본 발명은 스트렙토마이세스 그리세우스 변이주 및 이를 이용한 트립신 함량이 높은 프로네이즈 생산방법에 관한 것으로, 보다 상세하게는 스트렙토마이세스 그리세우스(Streptomyces griseus)로부터 돌연변이 처리를 통해 트립신 함량이 높은 프로네이즈의 생산성이 우수한 변이주를 제조하고, 상기 변이주의 최적의 균체 증식, 프로네이즈 및 트립신 활성 증가 조건 등을 확립하여 이로부터 프로네이즈 또는 트립신을 대량 생산할 수 있는 스트렙토마이세스 그리세우스 변이주 및 이를 이용한 트립신 함량이 높은 프로네이즈 생산방법에 관한 것이다.

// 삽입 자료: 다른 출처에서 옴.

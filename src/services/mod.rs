pub mod access_validator;
pub mod question_gateway;
pub mod quiz_service;

pub use access_validator::AccessValidator;
pub use question_gateway::QuestionGateway;
pub use quiz_service::QuizService;
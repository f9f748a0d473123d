use actix_web::{delete, get, post, put, web, HttpResponse};
use uuid::Uuid;
use validator::Validate;

use crate::{
    app_state::AppState,
    auth::AuthenticatedUser,
    errors::{AppError, AppResult},
    middleware::RequestId,
    models::{
        domain::Question,
        dto::{
            request::{QuestionCreate, QuestionUpdate, QuizScope},
            response::{MessageResponse, QuestionView},
        },
    },
};

#[post("/questions")]
pub async fn create_question(
    state: web::Data<AppState>,
    scope: web::Query<QuizScope>,
    request: web::Json<QuestionCreate>,
    auth: AuthenticatedUser,
    request_id: RequestId,
) -> Result<HttpResponse, AppError> {
    let quiz_id = scope.quiz_id.to_string();
    let user_id = auth.user_id();
    let context = format!("request_id={} quiz_id={} user_id={}", request_id, quiz_id, user_id);
    log::info!("Creating question for quiz {}", quiz_id);

    let request = request.into_inner();
    request.validate()?;

    let allowed = state
        .access_validator
        .validate_user_access(&quiz_id, user_id)
        .await
        .map_err(|e| e.surface("Failed to create question", &context))?;
    if !allowed {
        log::warn!(
            "User {} attempted to create question for unauthorized quiz {}",
            user_id,
            quiz_id
        );
        return Err(AppError::Unauthorized(
            "Not authorized to add questions to this quiz".to_string(),
        ));
    }

    let question = state
        .question_gateway
        .create(&quiz_id, request)
        .await
        .map_err(|e| e.surface("Failed to create question", &context))?;

    Ok(HttpResponse::Ok().json(question))
}

#[get("/questions/{question_id}")]
pub async fn get_question(
    state: web::Data<AppState>,
    question_id: web::Path<Uuid>,
    auth: AuthenticatedUser,
    request_id: RequestId,
) -> Result<HttpResponse, AppError> {
    let question_id = question_id.into_inner().to_string();
    log::info!("Fetching question {}", question_id);

    let question = load_for_user(
        &state,
        &question_id,
        auth.user_id(),
        &request_id,
        Action::Access,
    )
    .await?;

    Ok(HttpResponse::Ok().json(QuestionView::from(question)))
}

#[put("/questions/{question_id}")]
pub async fn update_question(
    state: web::Data<AppState>,
    question_id: web::Path<Uuid>,
    request: web::Json<QuestionUpdate>,
    auth: AuthenticatedUser,
    request_id: RequestId,
) -> Result<HttpResponse, AppError> {
    let question_id = question_id.into_inner().to_string();
    log::info!("Updating question {}", question_id);

    let patch = request.into_inner();
    patch.validate()?;

    load_for_user(
        &state,
        &question_id,
        auth.user_id(),
        &request_id,
        Action::Update,
    )
    .await?;

    let updated = state
        .question_gateway
        .update(&question_id, patch)
        .await
        .map_err(|e| {
            e.surface(
                Action::Update.failure(),
                &context(&request_id, &question_id, auth.user_id()),
            )
        })?;

    Ok(HttpResponse::Ok().json(updated))
}

#[delete("/questions/{question_id}")]
pub async fn delete_question(
    state: web::Data<AppState>,
    question_id: web::Path<Uuid>,
    auth: AuthenticatedUser,
    request_id: RequestId,
) -> Result<HttpResponse, AppError> {
    let question_id = question_id.into_inner().to_string();
    log::info!("Deleting question {}", question_id);

    load_for_user(
        &state,
        &question_id,
        auth.user_id(),
        &request_id,
        Action::Delete,
    )
    .await?;

    state
        .question_gateway
        .delete(&question_id)
        .await
        .map_err(|e| {
            e.surface(
                Action::Delete.failure(),
                &context(&request_id, &question_id, auth.user_id()),
            )
        })?;

    Ok(HttpResponse::Ok().json(MessageResponse::new("Question deleted successfully")))
}

#[derive(Clone, Copy)]
enum Action {
    Access,
    Update,
    Delete,
}

impl Action {
    fn verb(self) -> &'static str {
        match self {
            Action::Access => "access",
            Action::Update => "update",
            Action::Delete => "delete",
        }
    }

    fn failure(self) -> &'static str {
        match self {
            Action::Access => "Failed to fetch question",
            Action::Update => "Failed to update question",
            Action::Delete => "Failed to delete question",
        }
    }
}

fn context(request_id: &RequestId, question_id: &str, user_id: &str) -> String {
    format!(
        "request_id={} question_id={} user_id={}",
        request_id, question_id, user_id
    )
}

/// Resolves a question and authorizes the caller against its quiz. A missing
/// question is reported as not found before ownership is looked at.
async fn load_for_user(
    state: &AppState,
    question_id: &str,
    user_id: &str,
    request_id: &RequestId,
    action: Action,
) -> AppResult<Question> {
    let context = context(request_id, question_id, user_id);

    let question = state
        .question_gateway
        .get(question_id)
        .await
        .map_err(|e| e.surface(action.failure(), &context))?
        .ok_or_else(|| {
            log::warn!("Question {} not found", question_id);
            AppError::NotFound("Question not found".to_string())
        })?;

    let allowed = state
        .access_validator
        .validate_user_access(&question.quiz_id, user_id)
        .await
        .map_err(|e| e.surface(action.failure(), &context))?;
    if !allowed {
        log::warn!(
            "User {} attempted to {} unauthorized question {}",
            user_id,
            action.verb(),
            question_id
        );
        return Err(AppError::Unauthorized(format!(
            "Not authorized to {} this question",
            action.verb()
        )));
    }

    Ok(question)
}
use std::sync::Arc;

use crate::{
    auth::JwtService,
    config::Config,
    db::{Database, HealthCheck},
    errors::AppResult,
    repositories::{MongoQuestionRepository, MongoQuizRepository, QuestionRepository, QuizRepository},
    services::{AccessValidator, QuestionGateway, QuizService},
};

/// Everything a handler needs, built once at startup and shared read-only
/// across workers.
#[derive(Clone)]
pub struct AppState {
    pub access_validator: Arc<AccessValidator>,
    pub question_gateway: Arc<QuestionGateway>,
    pub quiz_service: Arc<QuizService>,
    pub jwt_service: Arc<JwtService>,
    pub store: Arc<dyn HealthCheck>,
    pub config: Arc<Config>,
}

impl AppState {
    pub async fn new(config: Config) -> AppResult<Self> {
        let db = Database::connect(&config).await?;

        let quiz_repository = Arc::new(MongoQuizRepository::new(&db, &config.quizzes_collection));
        quiz_repository.ensure_indexes().await?;

        let question_repository = Arc::new(MongoQuestionRepository::new(
            &db,
            &config.questions_collection,
        ));
        question_repository.ensure_indexes().await?;

        Ok(Self::from_parts(
            config,
            quiz_repository,
            question_repository,
            Arc::new(db),
        ))
    }

    /// Wires the services over arbitrary repository implementations.
    pub fn from_parts(
        config: Config,
        quizzes: Arc<dyn QuizRepository>,
        questions: Arc<dyn QuestionRepository>,
        store: Arc<dyn HealthCheck>,
    ) -> Self {
        Self {
            access_validator: Arc::new(AccessValidator::new(quizzes.clone())),
            question_gateway: Arc::new(QuestionGateway::new(questions, quizzes.clone())),
            quiz_service: Arc::new(QuizService::new(quizzes)),
            jwt_service: Arc::new(JwtService::new(&config.jwt_secret)),
            store,
            config: Arc::new(config),
        }
    }
}
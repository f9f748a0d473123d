use std::{
    fmt,
    future::{ready, Ready},
    rc::Rc,
};

use actix_cors::Cors;
use actix_web::{
    dev::{forward_ready, Service, ServiceRequest, ServiceResponse, Transform},
    http::header::{self, HeaderName, HeaderValue},
    Error, FromRequest, HttpMessage, HttpRequest,
};
use futures::future::LocalBoxFuture;
use uuid::Uuid;

use crate::config::Config;

pub const REQUEST_ID_HEADER: &str = "x-request-id";

/// Correlation id attached to every request and echoed in the response.
#[derive(Clone, Debug, PartialEq, Eq)]
pub struct RequestId(pub String);

impl fmt::Display for RequestId {
    fn fmt(&self, f: &mut fmt::Formatter<'_>) -> fmt::Result {
        f.write_str(&self.0)
    }
}

pub struct RequestIdMiddleware;

impl<S, B> Transform<S, ServiceRequest> for RequestIdMiddleware
where
    S: Service<ServiceRequest, Response = ServiceResponse<B>, Error = Error> + 'static,
    S::Future: 'static,
    B: 'static,
{
    type Response = ServiceResponse<B>;
    type Error = Error;
    type InitError = ();
    type Transform = RequestIdMiddlewareService<S>;
    type Future = Ready<Result<Self::Transform, Self::InitError>>;

    fn new_transform(&self, service: S) -> Self::Future {
        ready(Ok(RequestIdMiddlewareService {
            service: Rc::new(service),
        }))
    }
}

pub struct RequestIdMiddlewareService<S> {
    service: Rc<S>,
}

impl<S, B> Service<ServiceRequest> for RequestIdMiddlewareService<S>
where
    S: Service<ServiceRequest, Response = ServiceResponse<B>, Error = Error> + 'static,
    S::Future: 'static,
    B: 'static,
{
    type Response = ServiceResponse<B>;
    type Error = Error;
    type Future = LocalBoxFuture<'static, Result<Self::Response, Self::Error>>;

    forward_ready!(service);

    fn call(&self, req: ServiceRequest) -> Self::Future {
        // Keep an id supplied by a proxy so logs line up across hops.
        let request_id = req
            .headers()
            .get(REQUEST_ID_HEADER)
            .and_then(|h| h.to_str().ok())
            .filter(|id| !id.is_empty() && id.len() <= 128)
            .map(str::to_string)
            .unwrap_or_else(|| Uuid::new_v4().to_string());
        req.extensions_mut().insert(RequestId(request_id.clone()));

        let service = Rc::clone(&self.service);

        Box::pin(async move {
            let mut res = service.call(req).await?;
            if let Ok(value) = HeaderValue::from_str(&request_id) {
                res.headers_mut()
                    .insert(HeaderName::from_static(REQUEST_ID_HEADER), value);
            }
            Ok(res)
        })
    }
}

impl FromRequest for RequestId {
    type Error = Error;
    type Future = Ready<Result<Self, Self::Error>>;

    fn from_request(req: &HttpRequest, _payload: &mut actix_web::dev::Payload) -> Self::Future {
        let id = req
            .extensions()
            .get::<RequestId>()
            .cloned()
            .unwrap_or_else(|| RequestId(Uuid::new_v4().to_string()));
        ready(Ok(id))
    }
}

pub fn cors(config: &Config) -> Cors {
    config
        .cors_allowed_origins
        .iter()
        .fold(Cors::default(), |cors, origin| cors.allowed_origin(origin))
        .allowed_methods(vec!["GET", "POST", "PUT", "DELETE"])
        .allowed_headers(vec![header::AUTHORIZATION, header::CONTENT_TYPE])
        .expose_headers(vec![HeaderName::from_static(REQUEST_ID_HEADER)])
        .max_age(3600)
}
pub mod question;
pub mod quiz;
pub use question::{Question, QuestionType};
pub use quiz::Quiz;
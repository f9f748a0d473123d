use chrono::{DateTime, Utc};
use serde::{Deserialize, Serialize};
use uuid::Uuid;

#[derive(Clone, Debug, PartialEq, Eq, Deserialize, Serialize)]
pub struct Quiz {
    pub id: String,
    pub owner_id: String, // User who owns the quiz and all of its questions
    pub title: String,
    #[serde(default, skip_serializing_if = "Option::is_none")]
    pub description: Option<String>,
    pub created_at: DateTime<Utc>,
    pub updated_at: DateTime<Utc>,
}

impl Quiz {
    pub fn new(owner_id: &str, title: &str, description: Option<String>) -> Self {
        let now = Utc::now();
        Quiz {
            id: Uuid::new_v4().to_string(),
            owner_id: owner_id.to_string(),
            title: title.to_string(),
            description,
            created_at: now,
            updated_at: now,
        }
    }

    pub fn is_owned_by(&self, user_id: &str) -> bool {
        self.owner_id == user_id
    }
}
use std::borrow::Cow;

use serde::{Deserialize, Deserializer};
use validator::{Validate, ValidationError};

use crate::models::domain::QuestionType;

/// Multiple-choice questions need something to choose from.
pub const MIN_CHOICE_OPTIONS: usize = 2;

const MAX_ANSWER_CHARS: usize = 2000;
const MAX_EXPLANATION_CHARS: usize = 4000;

fn default_points() -> i32 {
    1
}

#[derive(Debug, Clone, Deserialize, Validate)]
#[validate(schema(function = "validate_create"))]
pub struct QuestionCreate {
    #[validate(length(min = 1, max = 2000))]
    pub question_text: String,

    pub question_type: QuestionType,

    #[serde(default)]
    pub options: Vec<String>,

    #[validate(length(max = 2000))]
    pub correct_answer: Option<String>,

    #[validate(length(max = 4000))]
    pub explanation: Option<String>,

    #[serde(default = "default_points")]
    #[validate(range(min = 0, max = 1000))]
    pub points: i32,

    #[serde(default)]
    #[validate(range(min = 0))]
    pub order: i32,
}

/// Partial update. For `correct_answer` and `explanation` an explicit `null`
/// clears the stored value (`Some(None)`), while a missing key leaves it alone.
#[derive(Debug, Clone, Default, Deserialize, Validate)]
#[validate(schema(function = "validate_update"))]
pub struct QuestionUpdate {
    #[validate(length(min = 1, max = 2000))]
    pub question_text: Option<String>,

    pub question_type: Option<QuestionType>,

    pub options: Option<Vec<String>>,

    #[serde(default, deserialize_with = "nullable")]
    pub correct_answer: Option<Option<String>>,

    #[serde(default, deserialize_with = "nullable")]
    pub explanation: Option<Option<String>>,

    #[validate(range(min = 0, max = 1000))]
    pub points: Option<i32>,

    #[validate(range(min = 0))]
    pub order: Option<i32>,
}

#[derive(Debug, Clone, Deserialize, Validate)]
pub struct QuizCreate {
    #[validate(length(min = 1, max = 200))]
    pub title: String,

    #[validate(length(max = 2000))]
    pub description: Option<String>,
}

/// Query string of the create endpoint: `?quiz_id=<uuid>`.
#[derive(Debug, Clone, Deserialize)]
pub struct QuizScope {
    pub quiz_id: uuid::Uuid,
}

/// A key that is present is `Some`, even when its value is `null`.
fn nullable<'de, D, T>(deserializer: D) -> Result<Option<Option<T>>, D::Error>
where
    D: Deserializer<'de>,
    T: Deserialize<'de>,
{
    Option::<T>::deserialize(deserializer).map(Some)
}

/// `Unknown` only exists so stored records survive a read. Clients must name
/// one of the supported types.
pub fn check_known_type(question_type: &QuestionType) -> Result<(), ValidationError> {
    if let QuestionType::Unknown(raw) = question_type {
        let mut err = ValidationError::new("question_type");
        err.message = Some(Cow::from(format!(
            "unsupported question_type '{}'; expected one of {}",
            raw,
            QuestionType::SUPPORTED.join(", ")
        )));
        return Err(err);
    }
    Ok(())
}

fn check_max_chars(field: &'static str, value: Option<&str>, max: usize) -> Result<(), ValidationError> {
    match value {
        Some(value) if value.chars().count() > max => {
            let mut err = ValidationError::new(field);
            err.message = Some(Cow::from(format!("{} must be at most {} characters", field, max)));
            Err(err)
        }
        _ => Ok(()),
    }
}

pub fn check_choices(question_type: &QuestionType, options: &[String]) -> Result<(), ValidationError> {
    if *question_type == QuestionType::MultipleChoice && options.len() < MIN_CHOICE_OPTIONS {
        let mut err = ValidationError::new("options");
        err.message = Some(Cow::from(format!(
            "multiple_choice questions need at least {} options",
            MIN_CHOICE_OPTIONS
        )));
        return Err(err);
    }
    if options.iter().any(|option| option.trim().is_empty()) {
        let mut err = ValidationError::new("options");
        err.message = Some(Cow::from("options must not be blank"));
        return Err(err);
    }
    Ok(())
}

fn validate_create(request: &QuestionCreate) -> Result<(), ValidationError> {
    check_known_type(&request.question_type)?;
    check_choices(&request.question_type, &request.options)
}

fn validate_update(patch: &QuestionUpdate) -> Result<(), ValidationError> {
    if let Some(question_type) = &patch.question_type {
        check_known_type(question_type)?;
    }
    check_max_chars(
        "correct_answer",
        patch.correct_answer.as_ref().and_then(|v| v.as_deref()),
        MAX_ANSWER_CHARS,
    )?;
    check_max_chars(
        "explanation",
        patch.explanation.as_ref().and_then(|v| v.as_deref()),
        MAX_EXPLANATION_CHARS,
    )
}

스트렙토마이세스 그리세우스(Streptomyces griseus), 프로네이즈(Pronase), 트립신(Trypsin), 돌연변이, 발효조 회분배양

Description

스트렙토마이세스 그리세우스 변이주 및 이를 이용한 트립신 함량이 높은 프로네이즈 생산방법{Streptomyces griseus mutants and method for producing pronase with high content trypsin by using the same}
본 발명은 스트렙토마이세스 그리세우스 변이주 및 이를 이용한 트립신 함량이 높은 프로네이즈 생산방법에 관한 것으로, 보다 상세하게는 스트렙토마이세스 그리세우스(Streptomyces griseus)로부터 돌연변이 처리를 통해 트립신 함량이 높은 프로네이즈의 생산성이 우수한 변이주를 제조하고, 상기 변이주의 최적의 균체 증식, 프로네이즈 및 트립신 활성 증가 조건 등을 확립하여 이로부터 프로네이즈 또는 트립신을 대량 생산할 수 있는 스트렙토마이세스 그리세우스 변이주 및 이를 이용한 트립신 함량이 높은 프로네이즈 생산방법에 관한 것이다.
토양 미생물인 방선균 스트렙토마이세스 그리세우스(Streptomyces griseus)는 인체에 무해한 항생물질인 스트렙토마이신을 생산하며, 그람 양성균으로 균사체로 증식을 하다가 환경에 따라 포자를 형성한다.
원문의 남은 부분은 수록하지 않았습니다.